__DIRECTIONS FOR THIS TASK__
Within the records, say how many lines include the word "early"; the answer should be the number and no more.

(Saved data entries)
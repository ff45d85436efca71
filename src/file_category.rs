//! Category registry: the fixed set of destination categories and the
//! extension lists that feed them.
//!
//! The registry is built once per run and handed to the classifier by
//! reference, so tests can inject their own lists.
//!
//! # Examples
//!
//! ```
//! use deskclean::file_category::{Category, CategoryRegistry};
//!
//! let registry = CategoryRegistry::default();
//! assert_eq!(registry.extension_to_category("png"), Some(Category::Images));
//! assert_eq!(registry.extension_to_category("MP3"), Some(Category::Audio));
//! assert_eq!(registry.extension_to_category("xyz"), None);
//! ```
use serde::Serialize;
use std::collections::HashMap;

/// A destination bucket inside the arranged directory.
#[derive(Debug, Clone, Copy, PartialEq, Eq, Hash, Serialize)]
pub enum Category {
    /// Image files (PNG, JPG, HEIC, etc.)
    Images,
    /// Audio files (MP3, WAV, M4A, etc.)
    Audio,
    /// Video files (MP4, MOV, MKV, etc.)
    Video,
    /// Every sub-directory of the target, regardless of content
    Folders,
    /// Documents, spreadsheets and presentations
    Documents,
    /// Source code, markup and data files
    Programming,
    /// Installers and application bundles
    Applications,
    /// Archives and compressed files
    Zips,
    /// Anything with an unknown or missing extension
    Others,
}

impl Category {
    /// Every category, in the order their directories are created.
    pub const ALL: [Category; 9] = [
        Category::Images,
        Category::Audio,
        Category::Video,
        Category::Folders,
        Category::Documents,
        Category::Programming,
        Category::Applications,
        Category::Zips,
        Category::Others,
    ];

    /// Returns the directory name for this category.
    ///
    /// # Examples
    ///
    /// ```
    /// use deskclean::file_category::Category;
    ///
    /// assert_eq!(Category::Images.dir_name(), "Images");
    /// assert_eq!(Category::Zips.dir_name(), "Zips");
    /// assert_eq!(Category::Others.dir_name(), "Others");
    /// ```
    pub fn dir_name(&self) -> &'static str {
        match self {
            Category::Images => "Images",
            Category::Audio => "Audio",
            Category::Video => "Video",
            Category::Folders => "Folders",
            Category::Documents => "Documents",
            Category::Programming => "Programming",
            Category::Applications => "Applications",
            Category::Zips => "Zips",
            Category::Others => "Others",
        }
    }

    /// Looks up a category by its directory name, ignoring case.
    pub fn from_dir_name(name: &str) -> Option<Category> {
        Category::ALL
            .into_iter()
            .find(|category| category.dir_name().eq_ignore_ascii_case(name))
    }
}

impl std::fmt::Display for Category {
    fn fmt(&self, f: &mut std::fmt::Formatter<'_>) -> std::fmt::Result {
        f.write_str(self.dir_name())
    }
}

const IMAGE_EXTENSIONS: &[&str] = &["png", "jpg", "jpeg", "gif", "bmp", "raw", "heic"];

const AUDIO_EXTENSIONS: &[&str] = &[
    "mp3", "wav", "midi", "mid", "aiff", "aac", "wma", "logicx", "m4a",
];

const VIDEO_EXTENSIONS: &[&str] = &["mp4", "mov", "avi", "mkv", "mpeg", "wmv"];

const DOCUMENT_EXTENSIONS: &[&str] = &[
    "doc", "docx", "pdf", "txt", "rtf", "csv", "xls", "xlsx", "ppt", "pptx", "numbers",
];

const PROGRAMMING_EXTENSIONS: &[&str] = &[
    "php", "js", "html", "css", "ts", "tsx", "jsx", "json", "xml", "svg", "py", "jar", "java",
    "asm", "yml", "odb", "go", "pem", "sql",
];

const APPLICATION_EXTENSIONS: &[&str] = &["app", "dmg", "pkg", "vst"];

const ZIP_EXTENSIONS: &[&str] = &["zip", "rar", "tar", "tgz", "gzip", "gz"];

/// Built-in extension lists in registration order.
///
/// `Folders` and `Others` have no lists: they are assigned by the classifier.
pub const STANDARD_LISTS: &[(Category, &[&str])] = &[
    (Category::Images, IMAGE_EXTENSIONS),
    (Category::Audio, AUDIO_EXTENSIONS),
    (Category::Video, VIDEO_EXTENSIONS),
    (Category::Documents, DOCUMENT_EXTENSIONS),
    (Category::Programming, PROGRAMMING_EXTENSIONS),
    (Category::Applications, APPLICATION_EXTENSIONS),
    (Category::Zips, ZIP_EXTENSIONS),
];

/// An extension listed under two categories while building the registry.
#[derive(Debug, Clone, PartialEq, Eq)]
pub struct ExtensionConflict {
    /// The normalized extension.
    pub extension: String,
    /// The category registered first, which keeps the extension.
    pub kept: Category,
    /// The later category whose entry was ignored.
    pub ignored: Category,
}

/// Maps lower-cased file extensions to categories.
#[derive(Debug, Clone)]
pub struct CategoryRegistry {
    extension_map: HashMap<String, Category>,
    conflicts: Vec<ExtensionConflict>,
    unreachable: Vec<String>,
}

impl CategoryRegistry {
    /// Creates a registry from the built-in extension lists.
    pub fn new() -> Self {
        Self::from_lists(STANDARD_LISTS)
    }

    /// Creates a registry from the given per-category lists.
    ///
    /// When an extension appears under two categories, the first registered
    /// category keeps it and the clash is recorded in [`conflicts`].
    /// Compound entries such as `tar.gz` can never match a single extension
    /// segment; they are skipped and recorded in [`unreachable`].
    ///
    /// [`conflicts`]: CategoryRegistry::conflicts
    /// [`unreachable`]: CategoryRegistry::unreachable
    pub fn from_lists(lists: &[(Category, &[&str])]) -> Self {
        let mut registry = Self {
            extension_map: HashMap::new(),
            conflicts: Vec::new(),
            unreachable: Vec::new(),
        };

        for (category, extensions) in lists {
            for ext in extensions.iter() {
                registry.register(ext, *category);
            }
        }

        registry
    }

    fn register(&mut self, ext: &str, category: Category) {
        let ext = normalize_extension(ext);
        if ext.contains('.') {
            self.unreachable.push(ext);
            return;
        }

        match self.extension_map.get(&ext) {
            Some(&kept) if kept == category => {}
            Some(&kept) => self.conflicts.push(ExtensionConflict {
                extension: ext,
                kept,
                ignored: category,
            }),
            None => {
                self.extension_map.insert(ext, category);
            }
        }
    }

    /// Adds or replaces an extension mapping.
    ///
    /// Unlike list registration this always wins, so user configuration can
    /// move an extension to a different category.
    pub fn add_extension_mapping(&mut self, ext: &str, category: Category) {
        self.extension_map.insert(normalize_extension(ext), category);
    }

    /// Maps a file extension to a category.
    ///
    /// # Examples
    ///
    /// ```
    /// use deskclean::file_category::{Category, CategoryRegistry};
    ///
    /// let registry = CategoryRegistry::default();
    /// assert_eq!(registry.extension_to_category("pdf"), Some(Category::Documents));
    /// assert_eq!(registry.extension_to_category(".PDF"), Some(Category::Documents));
    /// ```
    pub fn extension_to_category(&self, ext: &str) -> Option<Category> {
        self.extension_map.get(&normalize_extension(ext)).copied()
    }

    /// Cross-category duplicates found while building from lists.
    pub fn conflicts(&self) -> &[ExtensionConflict] {
        &self.conflicts
    }

    /// Compound entries that were skipped while building from lists.
    pub fn unreachable(&self) -> &[String] {
        &self.unreachable
    }

    /// Returns the extensions mapped to `category`, sorted.
    pub fn extensions_for(&self, category: Category) -> Vec<&str> {
        let mut extensions: Vec<&str> = self
            .extension_map
            .iter()
            .filter(|&(_, mapped)| *mapped == category)
            .map(|(ext, _)| ext.as_str())
            .collect();
        extensions.sort_unstable();
        extensions
    }
}

impl Default for CategoryRegistry {
    fn default() -> Self {
        Self::new()
    }
}

fn normalize_extension(ext: &str) -> String {
    ext.trim().trim_start_matches('.').to_lowercase()
}

#[cfg(test)]
mod tests {
    use super::*;

    #[test]
    fn test_category_dir_names() {
        let names: Vec<&str> = Category::ALL.iter().map(Category::dir_name).collect();
        assert_eq!(
            names,
            vec![
                "Images",
                "Audio",
                "Video",
                "Folders",
                "Documents",
                "Programming",
                "Applications",
                "Zips",
                "Others"
            ]
        );
    }

    #[test]
    fn test_from_dir_name() {
        assert_eq!(Category::from_dir_name("images"), Some(Category::Images));
        assert_eq!(Category::from_dir_name("ZIPS"), Some(Category::Zips));
        assert_eq!(Category::from_dir_name("fonts"), None);
    }

    #[test]
    fn test_standard_lists_have_no_cross_category_duplicates() {
        let registry = CategoryRegistry::new();
        assert!(
            registry.conflicts().is_empty(),
            "duplicate extensions: {:?}",
            registry.conflicts()
        );
        assert!(registry.unreachable().is_empty());
    }

    #[test]
    fn test_extension_to_category() {
        let registry = CategoryRegistry::default();
        assert_eq!(registry.extension_to_category("heic"), Some(Category::Images));
        assert_eq!(registry.extension_to_category("m4a"), Some(Category::Audio));
        assert_eq!(registry.extension_to_category("mkv"), Some(Category::Video));
        assert_eq!(
            registry.extension_to_category("numbers"),
            Some(Category::Documents)
        );
        assert_eq!(
            registry.extension_to_category("svg"),
            Some(Category::Programming)
        );
        assert_eq!(
            registry.extension_to_category("dmg"),
            Some(Category::Applications)
        );
        assert_eq!(registry.extension_to_category("tgz"), Some(Category::Zips));
        assert_eq!(registry.extension_to_category(""), None);
    }

    #[test]
    fn test_extension_to_category_case_insensitive() {
        let registry = CategoryRegistry::default();
        assert_eq!(registry.extension_to_category("PNG"), Some(Category::Images));
        assert_eq!(registry.extension_to_category("Mp3"), Some(Category::Audio));
    }

    #[test]
    fn test_first_registered_category_wins() {
        let lists: &[(Category, &[&str])] = &[
            (Category::Documents, &["csv", "txt"]),
            (Category::Programming, &["csv", "py"]),
        ];
        let registry = CategoryRegistry::from_lists(lists);

        assert_eq!(
            registry.extension_to_category("csv"),
            Some(Category::Documents)
        );
        assert_eq!(
            registry.conflicts(),
            &[ExtensionConflict {
                extension: "csv".to_string(),
                kept: Category::Documents,
                ignored: Category::Programming,
            }]
        );
    }

    #[test]
    fn test_same_category_repeat_is_not_a_conflict() {
        let lists: &[(Category, &[&str])] = &[(Category::Zips, &["rar", "zip", "RAR"])];
        let registry = CategoryRegistry::from_lists(lists);
        assert!(registry.conflicts().is_empty());
        assert_eq!(registry.extensions_for(Category::Zips), vec!["rar", "zip"]);
    }

    #[test]
    fn test_compound_extension_is_unreachable() {
        let lists: &[(Category, &[&str])] = &[(Category::Zips, &["tar.gz", "gz"])];
        let registry = CategoryRegistry::from_lists(lists);
        assert_eq!(registry.unreachable(), &["tar.gz".to_string()]);
        assert_eq!(registry.extension_to_category("tar.gz"), None);
        assert_eq!(registry.extension_to_category("gz"), Some(Category::Zips));
    }

    #[test]
    fn test_custom_mapping_overrides() {
        let mut registry = CategoryRegistry::default();
        registry.add_extension_mapping(".SVG", Category::Images);
        registry.add_extension_mapping("webp", Category::Images);

        assert_eq!(registry.extension_to_category("svg"), Some(Category::Images));
        assert_eq!(registry.extension_to_category("webp"), Some(Category::Images));
    }

    #[test]
    fn test_folders_and_others_have_no_extensions() {
        let registry = CategoryRegistry::default();
        assert!(registry.extensions_for(Category::Folders).is_empty());
        assert!(registry.extensions_for(Category::Others).is_empty());
    }
}
//! End-to-end workflows through the engine facade
//!
//! Patches are applied to in-memory records between steps, the way a caller
//! would write them back to the store.

use chrono::Duration;
use labbook_core::{
    Decimal, EngineConfig, EngineError, EntityKind, FixedClock, Patch, RecordDraft, RecordStatus,
};
use labbook_lifecycle::{Decision, LifecycleEngine};
use labbook_test_utils::{accounts, admin, associate, days_from_today, guest, pi, test_clock};
use pretty_assertions::assert_eq;

fn engine() -> LifecycleEngine<FixedClock> {
    LifecycleEngine::new(test_clock(), EngineConfig::default())
}

#[test]
fn test_project_approval_end_to_end() {
    let engine = engine();
    let owner = associate();
    let reviewer = pi();

    let draft = RecordDraft::new(EntityKind::Project, "PROJ-2025-001")
        .with_field("title", "CRISPR knockout screen");
    let mut project = engine.create(&draft, &owner).unwrap().record;
    assert_eq!(project.status, RecordStatus::PendingApproval);
    assert!(!project.is_reviewed());

    engine.clock().advance(Duration::hours(2));
    let approved = engine.review(&project, Decision::Approve, &reviewer).unwrap();
    project.apply(&approved.patch, engine.now());

    assert_eq!(project.status, RecordStatus::Approved);
    assert_eq!(project.approved_by, Some(reviewer.id));
    assert_eq!(project.approval_date, Some(engine.now()));
    assert_eq!(approved.audit.recorded_at, engine.now());

    // A second approval is a transition error, not a permission error.
    let err = engine.review(&project, Decision::Approve, &reviewer).unwrap_err();
    assert!(matches!(err, EngineError::InvalidTransition { .. }));
}

#[test]
fn test_protocol_draft_submit_approve() {
    let engine = engine();
    let owner = associate();

    let draft = RecordDraft::new(EntityKind::Protocol, "PROT-007")
        .with_field("title", "Plasmid miniprep")
        .with_status(RecordStatus::Draft);
    let mut protocol = engine.create(&draft, &owner).unwrap().record;

    let early = engine.review(&protocol, Decision::Approve, &pi()).unwrap_err();
    assert!(matches!(early, EngineError::InvalidTransition { .. }));

    let submitted = engine.submit(&protocol, &owner).unwrap();
    protocol.apply(&submitted.patch, engine.now());
    assert_eq!(protocol.status, RecordStatus::PendingApproval);

    let rejected = engine.review(&protocol, Decision::Reject, &admin()).unwrap();
    protocol.apply(&rejected.patch, engine.now());
    assert_eq!(protocol.status, RecordStatus::Rejected);
    assert!(protocol.is_reviewed());
}

#[test]
fn test_inventory_consumption_end_to_end() {
    let engine = engine();
    let owner = associate();

    let draft = RecordDraft::new(EntityKind::ChemicalInventory, "CHEM-042")
        .with_field("name", "Tris base")
        .with_quantity(Decimal::from(15), "g");
    let mut chemical = engine.create(&draft, &owner).unwrap().record;
    assert_eq!(chemical.status, RecordStatus::Available);

    let step = engine.adjust_quantity(&chemical, Decimal::from(-7), &owner).unwrap();
    chemical.apply(&step.patch, engine.now());
    assert_eq!(chemical.quantity, Some(Decimal::from(8)));
    assert_eq!(chemical.status, RecordStatus::LowStock);

    let step = engine.adjust_quantity(&chemical, Decimal::from(-8), &owner).unwrap();
    chemical.apply(&step.patch, engine.now());
    assert_eq!(chemical.quantity, Some(Decimal::ZERO));
    assert_eq!(chemical.status, RecordStatus::OutOfStock);

    let overdraw = engine.adjust_quantity(&chemical, Decimal::from(-1), &owner);
    assert!(matches!(overdraw, Err(EngineError::ValidationError(_))));
}

#[test]
fn test_inventory_expires_as_clock_advances() {
    let engine = engine();
    let owner = associate();
    let mut chemical = labbook_test_utils::chemical(40, Some(days_from_today(2)), &owner);

    assert!(!engine.refresh(&mut chemical));
    assert_eq!(chemical.status, RecordStatus::Available);
    assert!(engine.is_expiring_soon(&chemical));

    engine.clock().advance(Duration::days(3));
    assert_eq!(engine.display_status(&chemical), RecordStatus::Expired);
    assert!(engine.refresh(&mut chemical));
    assert_eq!(chemical.status, RecordStatus::Expired);
    assert!(!engine.is_expiring_soon(&chemical));
}

#[test]
fn test_order_receipt() {
    let engine = engine();
    let requester = associate();

    let draft = RecordDraft::new(EntityKind::ChemicalOrder, "ORD-1001")
        .with_field("name", "Agarose")
        .with_quantity(Decimal::from(500), "g");
    let mut order = engine.create(&draft, &requester).unwrap().record;
    assert_eq!(order.status, RecordStatus::Requested);

    let shipped = engine
        .edit(&order, &Patch::new().status(RecordStatus::Shipped), &requester)
        .unwrap();
    order.apply(&shipped.patch, engine.now());

    let received = engine.mark_received(&order, &accounts()).unwrap();
    order.apply(&received.patch, engine.now());
    assert_eq!(order.status, RecordStatus::Received);
    assert_eq!(order.received_date, Some(engine.now().date_naive()));

    let again = engine.mark_received(&order, &accounts()).unwrap_err();
    assert!(matches!(again, EngineError::InvalidTransition { .. }));
}

#[test]
fn test_cancelled_order_cannot_be_received() {
    let engine = engine();
    let order = labbook_test_utils::plasmid_order(RecordStatus::Cancelled, &associate());
    assert!(matches!(
        engine.mark_received(&order, &admin()),
        Err(EngineError::InvalidTransition { .. })
    ));
}

#[test]
fn test_experiment_review_dispatch() {
    let engine = engine();
    let owner = associate();
    let experiment = labbook_test_utils::experiment(RecordStatus::Planned, &owner);

    let started = engine.review(&experiment, Decision::Approve, &pi()).unwrap();
    assert_eq!(started.target_status(), Some(RecordStatus::InProgress));

    let denied = engine.review(&experiment, Decision::Approve, &guest()).unwrap_err();
    assert!(denied.is_permission());
}

#[test]
fn test_review_of_unreviewable_kind() {
    let engine = engine();
    let chemical = labbook_test_utils::chemical(10, None, &associate());
    assert!(matches!(
        engine.review(&chemical, Decision::Approve, &admin()),
        Err(EngineError::InvalidTransition { .. })
    ));
}

#[test]
fn test_dashboard_through_engine() {
    let engine = engine();
    let owner = associate();
    let records = vec![
        labbook_test_utils::project(RecordStatus::PendingApproval, &owner),
        labbook_test_utils::chemical(3, Some(days_from_today(5)), &owner),
    ];
    let summary = engine.dashboard(&records);
    assert_eq!(summary.stock.low_stock, 1);
    assert_eq!(summary.expiring_soon.len(), 1);
    assert_eq!(summary.pending_reviews.len(), 1);
}
//! Identifiers for records and actors

use serde::{Deserialize, Serialize};
use uuid::Uuid;

/// Store-assigned primary key of a record
#[derive(Debug, Clone, Copy, PartialEq, Eq, PartialOrd, Ord, Hash, Serialize, Deserialize)]
#[serde(transparent)]
pub struct RecordId(pub Uuid);

impl RecordId {
    /// Generate new record ID
    #[inline]
    #[must_use]
    pub fn new() -> Self {
        Self(Uuid::new_v4())
    }
}

impl Default for RecordId {
    fn default() -> Self {
        Self::new()
    }
}

impl std::fmt::Display for RecordId {
    fn fmt(&self, f: &mut std::fmt::Formatter<'_>) -> std::fmt::Result {
        write!(f, "{}", self.0)
    }
}

/// Identity of an authenticated user (profile id)
#[derive(Debug, Clone, Copy, PartialEq, Eq, PartialOrd, Ord, Hash, Serialize, Deserialize)]
#[serde(transparent)]
pub struct ActorId(pub Uuid);

impl ActorId {
    /// Generate new actor ID
    #[inline]
    #[must_use]
    pub fn new() -> Self {
        Self(Uuid::new_v4())
    }
}

impl Default for ActorId {
    fn default() -> Self {
        Self::new()
    }
}

impl std::fmt::Display for ActorId {
    fn fmt(&self, f: &mut std::fmt::Formatter<'_>) -> std::fmt::Result {
        write!(f, "{}", self.0)
    }
}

__COMPLETED EXERCISE__
2